PROBLEM DESCRIPTION: The answer must be every line from the entries below that contains "HeaderValue".

Stored items:
● ● ●
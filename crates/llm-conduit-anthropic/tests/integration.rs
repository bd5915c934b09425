//! Integration tests against the live Anthropic API.
//!
//! Skipped (not failed) when `ANTHROPIC_API_KEY` is not set.
//!
//! ```sh
//! ANTHROPIC_API_KEY=sk-ant-... cargo test -p llm-conduit-anthropic --test integration
//! ```

use futures::StreamExt;
use llm_conduit::error::ApiErrorKind;
use llm_conduit::provider::{ChatParams, Provider, ToolChoice, ToolDefinition};
use llm_conduit::{Message, StopReason, StreamEvent};
use llm_conduit_anthropic::{AnthropicConfig, AnthropicProvider};

const MODEL: &str = "claude-3-5-haiku-20241022";

fn test_provider() -> Option<AnthropicProvider> {
    let api_key = std::env::var("ANTHROPIC_API_KEY").ok()?;
    if api_key.is_empty() {
        return None;
    }
    Some(AnthropicProvider::new(AnthropicConfig {
        api_key,
        model: MODEL.into(),
        ..Default::default()
    }))
}

macro_rules! skip_without_key {
    () => {
        match test_provider() {
            Some(p) => p,
            None => {
                eprintln!("ANTHROPIC_API_KEY not set, skipping integration test");
                return;
            }
        }
    };
}

#[tokio::test]
async fn test_simple_generate() {
    let provider = skip_without_key!();

    let params = ChatParams {
        system: Some("Reply with just the number.".into()),
        messages: vec![Message::user("What is 2+2?")],
        max_tokens: Some(16),
        ..Default::default()
    };

    let response = provider.generate(&params).await.unwrap();
    assert_eq!(response.stop_reason(), Some(StopReason::EndTurn));
    assert!(response.text().contains('4'), "got: {}", response.text());
    assert!(response.usage().input_tokens > 0);
    assert!(response.id().is_some_and(|id| id.starts_with("msg_")));
}

#[tokio::test]
async fn test_stream_text_matches_deltas() {
    let provider = skip_without_key!();

    let params = ChatParams {
        messages: vec![Message::user("Count from 1 to 5, separated by spaces.")],
        max_tokens: Some(32),
        ..Default::default()
    };

    let mut stream = provider.stream(&params).await.unwrap();
    let mut deltas = String::new();
    while let Some(event) = stream.next().await {
        if let StreamEvent::TextDelta { text, .. } = event.unwrap() {
            deltas.push_str(&text);
        }
    }
    let response = stream.into_response();

    assert!(response.is_complete());
    assert_eq!(response.text(), deltas);
    assert!(response.usage().input_tokens > 0);
    assert!(response.usage().output_tokens > 0);
}

#[tokio::test]
async fn test_stream_tool_use() {
    let provider = skip_without_key!();

    let params = ChatParams {
        messages: vec![Message::user("What's the weather in Paris?")],
        tools: Some(vec![ToolDefinition {
            name: "get_weather".into(),
            description: "Get the current weather for a city".into(),
            parameters: serde_json::json!({
                "type": "object",
                "properties": { "city": { "type": "string" } },
                "required": ["city"]
            }),
        }]),
        tool_choice: Some(ToolChoice::Specific("get_weather".into())),
        max_tokens: Some(128),
        ..Default::default()
    };

    let response = provider.stream(&params).await.unwrap().collect().await.unwrap();
    let call = &response.tool_calls()[0];
    assert_eq!(call.name, "get_weather");
    assert!(call.id.starts_with("toolu_"));
    assert!(call.arguments.is_parsed(), "got: {call:?}");
}

#[tokio::test]
async fn test_bad_key_is_auth_error() {
    if test_provider().is_none() {
        eprintln!("ANTHROPIC_API_KEY not set, skipping integration test");
        return;
    }
    let provider = AnthropicProvider::new(AnthropicConfig {
        api_key: "sk-ant-invalid".into(),
        ..Default::default()
    });

    let params = ChatParams {
        messages: vec![Message::user("hi")],
        ..Default::default()
    };
    let err = provider.generate(&params).await.unwrap_err();
    assert_eq!(err.api_kind(), Some(ApiErrorKind::Authentication));
}
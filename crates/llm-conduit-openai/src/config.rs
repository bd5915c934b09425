//! `OpenAI` provider configuration.

use std::fmt;
use std::sync::Arc;
use std::time::Duration;

use llm_conduit::json::{JsonBackend, default_backend};

/// Configuration for the `OpenAI` provider.
///
/// ```rust
/// use llm_conduit_openai::OpenAiConfig;
///
/// let config = OpenAiConfig {
///     api_key: "sk-...".into(),
///     model: "gpt-4o-mini".into(),
///     ..Default::default()
/// };
/// ```
///
/// `base_url` can point at any Chat Completions compatible server
/// (Azure, vLLM, LM Studio, a proxy).
#[derive(Clone)]
pub struct OpenAiConfig {
    /// API key, sent as a bearer token.
    pub api_key: String,
    /// Model identifier.
    pub model: String,
    /// Base URL, up to and including the version segment.
    pub base_url: String,
    /// Optional `OpenAI-Organization` header.
    pub organization: Option<String>,
    /// Request timeout. `None` uses reqwest's default.
    pub timeout: Option<Duration>,
    /// Shared HTTP client. A new one is built when `None`.
    pub client: Option<reqwest::Client>,
    /// JSON backend for stream payloads.
    pub json: Arc<dyn JsonBackend>,
}

impl fmt::Debug for OpenAiConfig {
    fn fmt(&self, f: &mut fmt::Formatter<'_>) -> fmt::Result {
        f.debug_struct("OpenAiConfig")
            .field("api_key", &"[REDACTED]")
            .field("model", &self.model)
            .field("base_url", &self.base_url)
            .field("organization", &self.organization)
            .field("timeout", &self.timeout)
            .field("client", &self.client.as_ref().map(|_| "..."))
            .field("json", &self.json)
            .finish()
    }
}

impl Default for OpenAiConfig {
    fn default() -> Self {
        Self {
            api_key: String::new(),
            model: "gpt-4o-mini".into(),
            base_url: "https://api.openai.com/v1".into(),
            organization: None,
            timeout: None,
            client: None,
            json: default_backend(),
        }
    }
}
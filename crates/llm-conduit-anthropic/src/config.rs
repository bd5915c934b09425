//! Anthropic provider configuration.

use std::fmt;
use std::sync::Arc;
use std::time::Duration;

use llm_conduit::json::{JsonBackend, default_backend};

/// Configuration for the Anthropic provider.
///
/// ```rust
/// use llm_conduit_anthropic::AnthropicConfig;
///
/// let config = AnthropicConfig {
///     api_key: "sk-ant-...".into(),
///     model: "claude-sonnet-4-20250514".into(),
///     ..Default::default()
/// };
/// ```
#[derive(Clone)]
pub struct AnthropicConfig {
    /// API key, sent as `x-api-key`.
    pub api_key: String,
    /// Model identifier.
    pub model: String,
    /// Base URL, without the `/v1` segment.
    pub base_url: String,
    /// `max_tokens` used when `ChatParams::max_tokens` is unset. The
    /// Messages API requires one.
    pub max_tokens: u32,
    /// Value of the `anthropic-version` header.
    pub api_version: String,
    /// Request timeout. `None` uses reqwest's default.
    pub timeout: Option<Duration>,
    /// Shared HTTP client. A new one is built when `None`.
    pub client: Option<reqwest::Client>,
    /// JSON backend for stream payloads.
    pub json: Arc<dyn JsonBackend>,
}

impl fmt::Debug for AnthropicConfig {
    fn fmt(&self, f: &mut fmt::Formatter<'_>) -> fmt::Result {
        f.debug_struct("AnthropicConfig")
            .field("api_key", &"[REDACTED]")
            .field("model", &self.model)
            .field("base_url", &self.base_url)
            .field("max_tokens", &self.max_tokens)
            .field("api_version", &self.api_version)
            .field("timeout", &self.timeout)
            .field("client", &self.client.as_ref().map(|_| "..."))
            .field("json", &self.json)
            .finish()
    }
}

impl Default for AnthropicConfig {
    fn default() -> Self {
        Self {
            api_key: String::new(),
            model: "claude-sonnet-4-20250514".into(),
            base_url: "https://api.anthropic.com".into(),
            max_tokens: 4096,
            api_version: "2023-06-01".into(),
            timeout: None,
            client: None,
            json: default_backend(),
        }
    }
}
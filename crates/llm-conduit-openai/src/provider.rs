//! `OpenAI` `Provider` implementation.

use std::collections::HashSet;
use std::sync::Arc;

use llm_conduit::provider::{Capability, ChatParams, Provider, ProviderMetadata};
use llm_conduit::stream::byte_stream;
use llm_conduit::{LlmError, Response, StreamingResponse};
use reqwest::header::{HeaderMap, HeaderValue};
use tracing::instrument;

use crate::config::OpenAiConfig;
use crate::convert;
use crate::stream::OpenAiDecoder;

/// `OpenAI` Chat Completions provider.
///
/// # Example
///
/// ```rust,no_run
/// use llm_conduit::{ChatParams, Message, Provider};
/// use llm_conduit_openai::{OpenAiConfig, OpenAiProvider};
///
/// # async fn example() -> Result<(), llm_conduit::LlmError> {
/// let provider = OpenAiProvider::new(OpenAiConfig {
///     api_key: std::env::var("OPENAI_API_KEY").unwrap(),
///     ..Default::default()
/// });
///
/// let response = provider
///     .stream(&ChatParams {
///         messages: vec![Message::user("Hello!")],
///         ..Default::default()
///     })
///     .await?
///     .collect()
///     .await?;
/// println!("{}", response.text());
/// # Ok(())
/// # }
/// ```
#[derive(Debug)]
pub struct OpenAiProvider {
    config: OpenAiConfig,
    client: reqwest::Client,
}

impl OpenAiProvider {
    /// Creates a provider from configuration.
    ///
    /// Reuses `config.client` when set; otherwise builds a client with the
    /// configured timeout.
    pub fn new(config: OpenAiConfig) -> Self {
        let client = config.client.clone().unwrap_or_else(|| {
            let mut builder = reqwest::Client::builder();
            if let Some(timeout) = config.timeout {
                builder = builder.timeout(timeout);
            }
            builder.build().unwrap_or_else(|e| {
                tracing::warn!(error = %e, "Failed to build HTTP client, using defaults");
                reqwest::Client::new()
            })
        });
        Self { config, client }
    }

    /// The configuration this provider was built with.
    pub fn config(&self) -> &OpenAiConfig {
        &self.config
    }

    fn default_headers(&self) -> Result<HeaderMap, LlmError> {
        let mut headers = HeaderMap::new();

        let auth_value = format!("Bearer {}", self.config.api_key);
        headers.insert(
            "authorization",
            HeaderValue::from_str(&auth_value)
                .map_err(|_| LlmError::Auth("API key contains invalid header characters".into()))?,
        );
        headers.insert("content-type", HeaderValue::from_static("application/json"));

        if let Some(org) = &self.config.organization {
            headers.insert(
                "openai-organization",
                HeaderValue::from_str(org).map_err(|_| {
                    LlmError::InvalidRequest(
                        "Organization ID contains invalid header characters".into(),
                    )
                })?,
            );
        }

        Ok(headers)
    }

    fn completions_url(&self) -> String {
        let base = self.config.base_url.trim_end_matches('/');
        format!("{base}/chat/completions")
    }

    /// Sends the request. An error status is converted to
    /// [`LlmError::Api`] before any body is handed back.
    async fn send_request(
        &self,
        params: &ChatParams,
        stream: bool,
    ) -> Result<reqwest::Response, LlmError> {
        let request_body = convert::build_request(params, &self.config, stream)?;

        let mut headers = self.default_headers()?;
        if let Some(extra) = &params.extra_headers {
            headers.extend(extra.iter().map(|(k, v)| (k.clone(), v.clone())));
        }

        let mut req = self
            .client
            .post(self.completions_url())
            .headers(headers)
            .json(&request_body);

        if let Some(timeout) = params.timeout {
            req = req.timeout(timeout);
        }

        let response = req.send().await.map_err(|e| {
            if e.is_timeout() {
                LlmError::Timeout {
                    elapsed_ms: params
                        .timeout
                        .or(self.config.timeout)
                        .map_or(0, |d| u64::try_from(d.as_millis()).unwrap_or(u64::MAX)),
                }
            } else {
                LlmError::Http {
                    status: e.status(),
                    message: e.to_string(),
                    retryable: e.is_connect() || e.is_timeout(),
                }
            }
        })?;

        let status = response.status();
        if !status.is_success() {
            let body = response.text().await.unwrap_or_default();
            tracing::debug!(%status, "OpenAI returned an error status");
            return Err(convert::convert_error(status, &body));
        }

        Ok(response)
    }
}

impl Provider for OpenAiProvider {
    #[instrument(skip_all, fields(model = %self.config.model))]
    async fn generate(&self, params: &ChatParams) -> Result<Response, LlmError> {
        let response = self.send_request(params, false).await?;

        let body = response
            .text()
            .await
            .map_err(|e| LlmError::ResponseFormat {
                message: format!("Failed to read OpenAI response body: {e}"),
                raw: String::new(),
            })?;

        let value = self
            .config
            .json
            .parse(&body)
            .map_err(|e| LlmError::ResponseFormat {
                message: format!("Failed to parse OpenAI response: {e}"),
                raw: body.clone(),
            })?;
        let api_response: crate::types::Response =
            serde_json::from_value(value).map_err(|e| LlmError::ResponseFormat {
                message: format!("Unexpected OpenAI response shape: {e}"),
                raw: body,
            })?;

        Ok(Response::from_body_with(
            convert::convert_response(api_response),
            self.config.json.as_ref(),
        ))
    }

    #[instrument(skip_all, fields(model = %self.config.model))]
    async fn stream(&self, params: &ChatParams) -> Result<StreamingResponse, LlmError> {
        let response = self.send_request(params, true).await?;
        Ok(StreamingResponse::with_json_backend(
            byte_stream(response.bytes_stream()),
            Box::new(OpenAiDecoder::new()),
            Arc::clone(&self.config.json),
        ))
    }

    fn metadata(&self) -> ProviderMetadata {
        let mut capabilities = HashSet::from([Capability::Tools, Capability::Vision]);

        if is_reasoning_model(&self.config.model) {
            capabilities.insert(Capability::Reasoning);
        }
        if self.config.model.contains("search") {
            capabilities.insert(Capability::Citations);
        }

        ProviderMetadata {
            name: "openai".into(),
            model: self.config.model.clone(),
            context_window: context_window_for_model(&self.config.model),
            capabilities,
        }
    }
}

fn is_reasoning_model(model: &str) -> bool {
    ["o1", "o3", "o4", "gpt-5"]
        .iter()
        .any(|prefix| model.starts_with(prefix))
}

/// Context window sizes for known `OpenAI` models.
fn context_window_for_model(model: &str) -> u64 {
    if model.starts_with("gpt-4.1") {
        1_047_576
    } else if model.starts_with("gpt-5") {
        400_000
    } else if model.starts_with("o1") || model.starts_with("o3") || model.starts_with("o4") {
        200_000
    } else if model.starts_with("gpt-3.5") {
        16_385
    } else {
        128_000
    }
}

#[cfg(test)]
mod tests {
    use std::time::Duration;

    use super::*;

    #[test]
    fn test_metadata() {
        let provider = OpenAiProvider::new(OpenAiConfig {
            model: "gpt-4o".into(),
            ..Default::default()
        });
        let meta = provider.metadata();

        assert_eq!(meta.name, "openai");
        assert_eq!(meta.model, "gpt-4o");
        assert_eq!(meta.context_window, 128_000);
        assert!(meta.capabilities.contains(&Capability::Tools));
        assert!(meta.capabilities.contains(&Capability::Vision));
        assert!(!meta.capabilities.contains(&Capability::Reasoning));
    }

    #[test]
    fn test_metadata_reasoning_model() {
        let provider = OpenAiProvider::new(OpenAiConfig {
            model: "o3-mini".into(),
            ..Default::default()
        });
        let meta = provider.metadata();

        assert!(meta.capabilities.contains(&Capability::Reasoning));
        assert_eq!(meta.context_window, 200_000);
    }

    #[test]
    fn test_context_windows() {
        assert_eq!(context_window_for_model("gpt-4o-mini"), 128_000);
        assert_eq!(context_window_for_model("gpt-4.1-nano"), 1_047_576);
        assert_eq!(context_window_for_model("gpt-3.5-turbo"), 16_385);
        assert_eq!(context_window_for_model("some-local-model"), 128_000);
    }

    #[test]
    fn test_completions_url_trims_slash() {
        let provider = OpenAiProvider::new(OpenAiConfig {
            base_url: "http://localhost:8080/v1/".into(),
            ..Default::default()
        });
        assert_eq!(
            provider.completions_url(),
            "http://localhost:8080/v1/chat/completions"
        );
    }

    #[test]
    fn test_default_headers() {
        let provider = OpenAiProvider::new(OpenAiConfig {
            api_key: "sk-test".into(),
            organization: Some("org-abc".into()),
            ..Default::default()
        });
        let headers = provider.default_headers().unwrap();

        assert_eq!(headers.get("authorization").unwrap(), "Bearer sk-test");
        assert_eq!(headers.get("openai-organization").unwrap(), "org-abc");
    }

    #[test]
    fn test_default_headers_invalid_key() {
        let provider = OpenAiProvider::new(OpenAiConfig {
            api_key: "invalid\nkey".into(),
            ..Default::default()
        });
        let err = provider.default_headers().unwrap_err();
        assert!(matches!(err, LlmError::Auth(_)));
    }

    #[test]
    fn test_new_with_custom_client() {
        let custom_client = reqwest::Client::builder()
            .timeout(Duration::from_secs(10))
            .build()
            .unwrap();

        let provider = OpenAiProvider::new(OpenAiConfig {
            client: Some(custom_client),
            timeout: Some(Duration::from_secs(30)),
            ..Default::default()
        });
        assert_eq!(provider.metadata().name, "openai");
        assert_eq!(provider.config().timeout, Some(Duration::from_secs(30)));
    }
}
● ● ●
REPLY TO THE TASK:
use reqwest::header::{HeaderMap, HeaderValue};
            HeaderValue::from_str(&auth_value)
        headers.insert("content-type", HeaderValue::from_static("application/json"));
                HeaderValue::from_str(org).map_err(|_| {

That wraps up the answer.